* _Description of the task_: Your response should consist of the full data, set down exactly.

* _Dataset extract_:
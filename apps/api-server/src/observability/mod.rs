//! Observability module - request IDs on spans and responses.

mod request_id;

pub use request_id::{REQUEST_ID_HEADER, RequestIdMiddleware};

* _Result of the exercise_:
filename apps/api-server/src/observability/mod.rs
//! Observability module - request IDs on spans and responses.

mod request_id;

pub use request_id::{REQUEST_ID_HEADER, RequestIdMiddleware};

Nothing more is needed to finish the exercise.